* REQUIRED ACTION *
Scan the records for the string "dropped" and copy every line that holds it.

* RECORD EXCERPTS *

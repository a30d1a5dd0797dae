//! Bounded per-agent buffer of events that arrived while the agent was in the
//! background.
//!
//! FIFO with drop-oldest on overflow. The orchestrator removes the whole
//! buffer from its registry before replaying, so a replay always drains it
//! completely and nothing can be replayed twice.

use std::collections::VecDeque;
use std::time::Instant;

use parley_protocol::Envelope;

/// Default maximum number of buffered events per agent.
pub const DEFAULT_CAPACITY: usize = 1000;

#[derive(Debug, Clone)]
pub struct BufferedEvent {
    pub envelope: Envelope,
    pub enqueued_at: Instant,
}

#[derive(Debug)]
pub struct EventBuffer {
    events: VecDeque<BufferedEvent>,
    capacity: usize,
    dropped: u64,
}

/// Everything a buffer held, in arrival order.
#[derive(Debug)]
pub struct Replay {
    pub events: Vec<BufferedEvent>,
    pub dropped: u64,
}

impl EventBuffer {
    pub fn new(capacity: usize) -> Self {
        Self {
            events: VecDeque::new(),
            capacity: capacity.max(1),
            dropped: 0,
        }
    }

    /// Append an event. Returns `true` when the oldest event was evicted.
    pub fn push(&mut self, envelope: Envelope) -> bool {
        let mut evicted = false;
        while self.events.len() >= self.capacity {
            self.events.pop_front();
            self.dropped += 1;
            evicted = true;
        }
        self.events.push_back(BufferedEvent {
            envelope,
            enqueued_at: Instant::now(),
        });
        evicted
    }

    /// Consume the buffer.
    pub fn into_replay(self) -> Replay {
        Replay {
            events: self.events.into(),
            dropped: self.dropped,
        }
    }

    pub fn len(&self) -> usize {
        self.events.len()
    }

    pub fn is_empty(&self) -> bool {
        self.events.is_empty()
    }

    /// Events evicted since the buffer was opened.
    pub fn dropped(&self) -> u64 {
        self.dropped
    }
}

impl Default for EventBuffer {
    fn default() -> Self {
        Self::new(DEFAULT_CAPACITY)
    }
}
//! Decode errors.

/// A frame that could not be turned into an [`Envelope`](crate::Envelope).
///
/// Callers log and discard these; a bad frame never affects connection state.
#[derive(Debug, thiserror::Error)]
pub enum ProtocolDecodeError {
    #[error("malformed frame: {0}")]
    Json(#[from] serde_json::Error),

    #[error("frame is not a JSON object")]
    NotAnObject,

    #[error("frame has no type")]
    MissingType,

    #[error("frame type is not a non-empty string")]
    InvalidType,
}

impl ProtocolDecodeError {
    pub fn error_code(&self) -> &str {
        match self {
            Self::Json(_) => "malformed_json",
            Self::NotAnObject => "not_an_object",
            Self::MissingType => "missing_type",
            Self::InvalidType => "invalid_type",
        }
    }
}

#[cfg(test)]
mod tests {
    use super::*;

    #[test]
    fn error_codes() {
        assert_eq!(ProtocolDecodeError::NotAnObject.error_code(), "not_an_object");
        assert_eq!(ProtocolDecodeError::MissingType.error_code(), "missing_type");
        let json_err = serde_json::from_str::<serde_json::Value>("{").unwrap_err();
        assert_eq!(
            ProtocolDecodeError::from(json_err).error_code(),
            "malformed_json"
        );
    }
}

* ANSWER *
    dropped: u64,
    pub dropped: u64,
            dropped: 0,
            self.dropped += 1;
            dropped: self.dropped,
    pub fn dropped(&self) -> u64 {
        self.dropped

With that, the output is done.